Task objective
Your answer should be the exact lines of the data below from the one containing "compute_value_targets(&[], &[1.0, -1.0], DISCOUNT).unwrap();" through the one containing "let outcome = [1.0, -1.0];"; please include nothing else.

══ The data

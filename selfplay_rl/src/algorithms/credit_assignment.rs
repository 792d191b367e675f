//! Backward temporal credit assignment for multiplayer trajectories.
//!
//! ## Formula
//!
//! ```text
//! downstream = terminal_outcome
//! for i = T-1 .. 0:
//!     value[i]   = reward[i] + γ · downstream
//!     downstream = value[i]
//! ```
//!
//! Every quantity is a per-player vector. The terminal outcome seeds the last
//! step on top of that step's own reward, so the final ply counts the
//! outcome once through `γ · outcome` in addition to whatever reward the
//! engine already attached to it.

use crate::core::{Experience, Trajectory};
use thiserror::Error;

/// Discount factor used by the orchestrator.
pub const DISCOUNT: f32 = 0.99;

/// Trajectory data that cannot be credited.
#[derive(Debug, Error, PartialEq)]
pub enum CreditError {
    #[error("terminal outcome is empty")]
    EmptyOutcome,
    #[error("step {step} has {actual} rewards, expected {expected}")]
    RewardWidth {
        step: usize,
        expected: usize,
        actual: usize,
    },
}

/// Discounted per-player value targets, chronological order.
///
/// # Arguments
///
/// * `rewards` - per-step reward vectors [T][players]
/// * `outcome` - terminal per-player returns [players]
/// * `gamma` - discount factor
pub fn compute_value_targets(
    rewards: &[Vec<f32>],
    outcome: &[f32],
    gamma: f32,
) -> Result<Vec<Vec<f32>>, CreditError> {
    if outcome.is_empty() {
        return Err(CreditError::EmptyOutcome);
    }
    let players = outcome.len();

    let mut values = Vec::with_capacity(rewards.len());
    let mut downstream = outcome.to_vec();

    for t in (0..rewards.len()).rev() {
        let reward = &rewards[t];
        if reward.len() != players {
            return Err(CreditError::RewardWidth {
                step: t,
                expected: players,
                actual: reward.len(),
            });
        }
        let value: Vec<f32> = reward
            .iter()
            .zip(&downstream)
            .map(|(r, d)| r + gamma * d)
            .collect();
        downstream.clone_from(&value);
        values.push(value);
    }

    values.reverse();
    Ok(values)
}

/// Turn a trajectory into training experiences, one per step.
pub fn assign_credit(
    trajectory: &Trajectory,
    outcome: &[f32],
    gamma: f32,
) -> Result<Vec<Experience>, CreditError> {
    let rewards: Vec<Vec<f32>> = trajectory.steps().iter().map(|s| s.rewards.clone()).collect();
    let values = compute_value_targets(&rewards, outcome, gamma)?;

    Ok(trajectory
        .steps()
        .iter()
        .zip(values)
        .map(|(step, value_target)| Experience {
            observation: step.observation.clone(),
            policy_target: step.policy_target.clone(),
            value_target,
            player: step.player,
        })
        .collect())
}

#[cfg(test)]
mod tests {
    use super::*;
    use crate::core::Step;
    use proptest::prelude::*;

    fn assert_vec_close(actual: &[f32], expected: &[f32]) {
        assert_eq!(actual.len(), expected.len());
        for (a, e) in actual.iter().zip(expected) {
            assert!((a - e).abs() < 1e-5, "{actual:?} != {expected:?}");
        }
    }

    #[test]
    fn test_empty_trajectory() {
        let values = compute_value_targets(&[], &[1.0, -1.0], DISCOUNT).unwrap();
        assert!(values.is_empty());
    }

    #[test]
    fn test_single_step_closed_form() {
        let values = compute_value_targets(&[vec![0.5, -0.5]], &[1.0, -1.0], DISCOUNT).unwrap();
        assert_vec_close(&values[0], &[0.5 + 0.99, -0.5 - 0.99]);
    }

    #[test]
    fn test_zero_rewards_discount_by_distance() {
        // value[i] = γ^(T-i) · outcome
        let rewards = vec![vec![0.0, 0.0]; 4];
        let outcome = [1.0, -1.0];
        let values = compute_value_targets(&rewards, &outcome, DISCOUNT).unwrap();
        for (i, value) in values.iter().enumerate() {
            let scale = DISCOUNT.powi((4 - i) as i32);
            assert_vec_close(value, &[scale, -scale]);
        }
    }

    #[test]
    fn test_three_player_scenario() {
        let rewards = vec![
            vec![0.0, 0.0, 0.0],
            vec![0.0, 0.1, 0.0],
            vec![0.0, 0.0, 0.0],
        ];
        let outcome = [1.0, -0.5, -0.5];
        let values = compute_value_targets(&rewards, &outcome, DISCOUNT).unwrap();

        assert_vec_close(&values[2], &[0.99, -0.495, -0.495]);
        assert_vec_close(&values[1], &[0.9801, 0.1 - 0.49005, -0.49005]);
        assert_vec_close(&values[0], &[0.970299, 0.99 * (0.1 - 0.49005), -0.4851495]);
    }

    #[test]
    fn test_three_player_terminal_reward_and_outcome_both_count() {
        // The final step earns its own reward plus the discounted outcome.
        let rewards = vec![
            vec![0.0, 0.0, 0.0],
            vec![0.0, 0.0, 0.0],
            vec![1.0, -0.5, -0.5],
        ];
        let outcome = [1.0, -0.5, -0.5];
        let values = compute_value_targets(&rewards, &outcome, DISCOUNT).unwrap();

        assert_vec_close(&values[2], &[1.99, -0.995, -0.995]);
        assert_vec_close(&values[1], &[1.9701, -0.98505, -0.98505]);
        assert_vec_close(&values[0], &[1.950399, -0.9751995, -0.9751995]);
    }

    #[test]
    fn test_reward_width_mismatch() {
        let err = compute_value_targets(&[vec![0.0, 0.0], vec![0.0]], &[1.0, 0.0], DISCOUNT)
            .unwrap_err();
        assert_eq!(
            err,
            CreditError::RewardWidth {
                step: 1,
                expected: 2,
                actual: 1
            }
        );
    }

    #[test]
    fn test_empty_outcome_rejected() {
        assert_eq!(
            compute_value_targets(&[], &[], DISCOUNT).unwrap_err(),
            CreditError::EmptyOutcome
        );
    }

    #[test]
    fn test_assign_credit_keeps_step_fields() {
        let trajectory = Trajectory::from(vec![
            Step {
                observation: vec![1.0],
                player: 1,
                policy_target: vec![0.0, 1.0],
                rewards: vec![0.0, 0.0],
            },
            Step {
                observation: vec![2.0],
                player: 0,
                policy_target: vec![1.0, 0.0],
                rewards: vec![0.0, 0.0],
            },
        ]);

        let experiences = assign_credit(&trajectory, &[1.0, -1.0], DISCOUNT).unwrap();

        assert_eq!(experiences.len(), 2);
        assert_eq!(experiences[0].player, 1);
        assert_eq!(experiences[0].observation, vec![1.0]);
        assert_eq!(experiences[1].policy_target, vec![1.0, 0.0]);
        assert_vec_close(&experiences[1].value_target, &[0.99, -0.99]);
    }

    proptest! {
        #[test]
        fn prop_recurrence_holds(
            rewards in prop::collection::vec(prop::collection::vec(-1.0f32..1.0, 3), 0..30),
            outcome in prop::collection::vec(-1.0f32..1.0, 3),
        ) {
            let values = compute_value_targets(&rewards, &outcome, DISCOUNT).unwrap();
            prop_assert_eq!(values.len(), rewards.len());

            for i in 0..values.len() {
                let downstream = if i + 1 < values.len() { &values[i + 1] } else { &outcome };
                for p in 0..3 {
                    let expected = rewards[i][p] + DISCOUNT * downstream[p];
                    prop_assert!((values[i][p] - expected).abs() < 1e-4);
                }
            }
        }
    }
}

════

Final answer
        let values = compute_value_targets(&[], &[1.0, -1.0], DISCOUNT).unwrap();
        assert!(values.is_empty());
    }

    #[test]
    fn test_single_step_closed_form() {
        let values = compute_value_targets(&[vec![0.5, -0.5]], &[1.0, -1.0], DISCOUNT).unwrap();
        assert_vec_close(&values[0], &[0.5 + 0.99, -0.5 - 0.99]);
    }

    #[test]
    fn test_zero_rewards_discount_by_distance() {
        // value[i] = γ^(T-i) · outcome
        let rewards = vec![vec![0.0, 0.0]; 4];
        let outcome = [1.0, -1.0];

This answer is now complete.